Depois de rejeitar a existência desta inimizade, explicou que não se tratava de uma reclamação pessoal, mas que o fez porque Ele era a única pessoa da CNI que poderia fazer isso“sendo a única que tinha identidade” e porque seus subordinados “não mereciam o tratamento que lhe davam”. “Não foi nada pessoal. Senti a necessidade de enfrentar mentiras tão cruéis sobre os meus subordinados”, razão pela qual solicitei através dele a protecção da justiça para todos os trabalhadores, afirmou.
Ao longo do interrogatório, a presidente do tribunal, Teresa Palacios, teve que alertar diversas vezes o advogado de Villarejo que muitas das perguntas não cabiam porque as respostas estavam abrangidas pela lei do segredo oficial. Uma das vezes foi quando o advogado lhe perguntou sobre os domínios que a organização utilizava para enviar e-mails quando Sanz Roldán rejeitou a autenticidade de alguns e-mails que lhe foram mostrados e disse que não correspondiam à CNI e que nem ele nem nenhum de seus subordinados os havia enviado, é por isso que ele os descreveu como “falsos”.
Além disso, quando lhe perguntou diretamente se a CNI acompanhava a esposa de Bárcenas, Rosalía Iglesias, a juíza observou que os documentos de acusação não faziam referência a qualquer intervenção nesse sentido por parte da agência de inteligência e impediu Sanz Roldán de responder à pergunta do advogado de Villarejo, que nesse momento concluiu o seu interrogatório.
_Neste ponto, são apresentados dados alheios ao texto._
use std::env;

use crate::error::JourneyError;
use crate::models::DeliveryType;

/// ---------------------------------------------------------------------------
/// Configuration Constants
/// ---------------------------------------------------------------------------

const DEFAULT_DATABASE_URL: &str = "sqlite://afterma-journey.db?mode=rwc";
const DEFAULT_MAX_CONNECTIONS: u32 = 5;

/// Runtime configuration, read from the environment (and `.env` when present)
#[derive(Debug, Clone, PartialEq, Eq)]
pub struct JourneyConfig {
  pub database_url: String,
  pub max_connections: u32,
  /// Delivery type for a profile that has never been saved
  pub default_delivery_type: DeliveryType,
}

impl Default for JourneyConfig {
  fn default() -> Self {
    Self {
      database_url: DEFAULT_DATABASE_URL.to_string(),
      max_connections: DEFAULT_MAX_CONNECTIONS,
      default_delivery_type: DeliveryType::Normal,
    }
  }
}

impl JourneyConfig {
  pub fn from_env() -> Result<Self, JourneyError> {
    let database_url =
      env::var("AFTERMA_DATABASE_URL").unwrap_or_else(|_| DEFAULT_DATABASE_URL.to_string());

    let max_connections = match env::var("AFTERMA_MAX_CONNECTIONS") {
      Ok(raw) => match raw.parse::<u32>() {
        Ok(n) if n > 0 => n,
        _ => {
          return Err(JourneyError::Config(format!(
            "AFTERMA_MAX_CONNECTIONS must be a positive integer, got {:?}",
            raw
          )))
        }
      },
      Err(_) => DEFAULT_MAX_CONNECTIONS,
    };

    let default_delivery_type = match env::var("AFTERMA_DEFAULT_DELIVERY_TYPE") {
      Ok(raw) => raw
        .parse()
        .map_err(|_| JourneyError::Config(format!("AFTERMA_DEFAULT_DELIVERY_TYPE: {:?}", raw)))?,
      Err(_) => DeliveryType::Normal,
    };

    Ok(Self {
      database_url,
      max_connections,
      default_delivery_type,
    })
  }
}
Em seguida, o promotor anticorrupção César Rivas começou a perguntar, a primeira coisa que queria saber era se tinha conhecimento de alguma atuação da CNI em relação a Bárcenas. Naquela época, Teresa Palacios observou que tinha acabado de impedir a testemunha de responder à mesma pergunta e que nenhuma das acusações indicava que a organização fosse mencionada nos seus escritos.
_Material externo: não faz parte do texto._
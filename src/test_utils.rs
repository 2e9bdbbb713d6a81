//! Test utilities and helpers for unit testing
//!
//! This module provides common test infrastructure including:
//! - Database setup/teardown
//! - Mock data factories

use sqlx::SqlitePool;

use crate::catalog::default_catalog;
use crate::db::AppState;
use crate::models::{Activity, Category, DeliveryType, Pace, Phase, UserRecoveryState};
use crate::store;

/// ---------------------------------------------------------------------------
/// Database Test Utilities
/// ---------------------------------------------------------------------------

/// Create an in-memory SQLite database for testing
/// Runs all migrations and returns a ready-to-use pool
///
/// Uses max_connections(1) to prevent multiple pool connections from creating
/// isolated in-memory databases, which would cause intermittent test failures
pub async fn setup_test_db() -> SqlitePool {
  let pool = sqlx::sqlite::SqlitePoolOptions::new()
    .max_connections(1)
    .connect("sqlite::memory:")
    .await
    .expect("Failed to create in-memory database");

  sqlx::migrate!("./migrations")
    .run(&pool)
    .await
    .expect("Failed to run migrations");

  pool
}

/// Close a test database pool
pub async fn teardown_test_db(pool: SqlitePool) {
  pool.close().await;
}

/// In-memory database seeded with the default catalog, plus app state over it
pub async fn setup_test_app() -> (SqlitePool, AppState) {
  let pool = setup_test_db().await;
  store::seed_catalog(&pool, &default_catalog())
    .await
    .expect("Failed to seed catalog");
  let catalog = store::load_catalog(&pool)
    .await
    .expect("Failed to load catalog");

  let state = AppState::new(pool.clone(), catalog, DeliveryType::Normal);
  (pool, state)
}

/// ---------------------------------------------------------------------------
/// Mock Data Factories
/// ---------------------------------------------------------------------------

pub fn mock_activity(
  id: &str,
  phase: Phase,
  category: Category,
  intensity_scale: u8,
  delivery_type_restriction: Option<DeliveryType>,
) -> Activity {
  Activity {
    id: id.to_string(),
    phase,
    category,
    title: format!("Test {}", id),
    description: String::new(),
    duration_minutes: 5,
    points: 10,
    intensity_scale,
    delivery_type_restriction,
  }
}

pub fn mock_state(delivery_type: DeliveryType, pace: Pace) -> UserRecoveryState {
  UserRecoveryState {
    pace,
    ..UserRecoveryState::new(delivery_type)
  }
}

/// Three Stabilize activities: universal intensity 1, universal intensity 8,
/// cesarean-only intensity 2. None of them are breathing work.
pub fn stabilize_trio() -> Vec<Activity> {
  vec![
    mock_activity("easy", Phase::Stabilize, Category::Pelvic, 1, None),
    mock_activity("hard", Phase::Stabilize, Category::Walking, 8, None),
    mock_activity(
      "cs-only",
      Phase::Stabilize,
      Category::Physio,
      2,
      Some(DeliveryType::CSection),
    ),
  ]
}

#[cfg(test)]
mod tests {
  use super::*;

  #[tokio::test]
  async fn test_setup_db_creates_schema() {
    let pool = setup_test_db().await;

    let tables: Vec<(String,)> = sqlx::query_as(
      "SELECT name FROM sqlite_master WHERE type='table' AND name IN ('recovery_state', 'activities', 'completion_history')"
    )
    .fetch_all(&pool)
    .await
    .expect("Failed to query tables");

    assert_eq!(tables.len(), 3, "Expected 3 tables, got {}", tables.len());

    teardown_test_db(pool).await;
  }

  #[tokio::test]
  async fn test_setup_app_loads_catalog() {
    let (pool, state) = setup_test_app().await;
    assert_eq!(state.catalog.len(), 9);
    teardown_test_db(pool).await;
  }

  #[test]
  fn test_mock_factories_create_valid_data() {
    let trio = stabilize_trio();
    assert!(crate::catalog::validate_catalog(&trio).is_ok());
    assert!(trio.iter().all(|a| a.phase == Phase::Stabilize));

    let state = mock_state(DeliveryType::CSection, Pace::Moderate);
    assert_eq!(state.pace, Pace::Moderate);
    assert_eq!(state.delivery_type, DeliveryType::CSection);
  }
}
O procurador esclareceu então que, de facto, Em seu relatório de denúncia a CNI não é citadamas sim a alguns atos relevantes dos acusados que possam ter origem na referida organização, como é o caso da menção que aparece nas mensagens de que o ex-número dois do Interior Francisco Martínez foi trocado com o ex-ministro Jorge Fernández Díaz em que se fala de um contacto denominado “Cecilio”.
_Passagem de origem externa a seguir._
use sqlx::sqlite::{SqlitePool, SqlitePoolOptions};
use tokio::sync::Mutex;

use crate::config::JourneyConfig;
use crate::error::JourneyError;
use crate::models::{Activity, DeliveryType};

pub type DbPool = SqlitePool;

/// Application state holding the database pool and the loaded catalog
pub struct AppState {
  pub db: DbPool,
  pub catalog: Vec<Activity>,
  pub default_delivery_type: DeliveryType,
  /// Serializes load -> mutate -> save of the stored recovery state
  pub journey_lock: Mutex<()>,
}

impl AppState {
  pub fn new(db: DbPool, catalog: Vec<Activity>, default_delivery_type: DeliveryType) -> Self {
    Self {
      db,
      catalog,
      default_delivery_type,
      journey_lock: Mutex::new(()),
    }
  }
}

/// Initialize the database connection pool and run migrations
pub async fn initialize_db(config: &JourneyConfig) -> Result<DbPool, JourneyError> {
  tracing::info!(url = %config.database_url, "initializing database");

  let pool = SqlitePoolOptions::new()
    .max_connections(config.max_connections)
    .connect(&config.database_url)
    .await?;

  sqlx::migrate!("./migrations").run(&pool).await?;

  tracing::info!("database initialized");

  Ok(pool)
}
Sanz Roldán disse então que queria responder ao promotor para deixar claro que a CNI “não teve nenhuma atividade” na operação Cozinha. Posteriormente, foi questionado pelo advogado do acusado, Marcelino Martín Blas, ex-chefe da Corregedoria da Polícia, com quem Sanz Roldán reconheceu ter uma vez reuniu-se em seu gabinete na sede da CNI em caráter oficial Portanto, as reuniões apareceriam no registro de visitas da organização.
Sobre se sabia da suposta animosidade de Villarejo contra Martín Blas, o ex-diretor da CNI disse que Ele poderia “intuir” essa inimizade porque “eles brigavam constantemente nos jornais”embora tenha esclarecido, não pode considerá-lo uma “verdade absoluta”.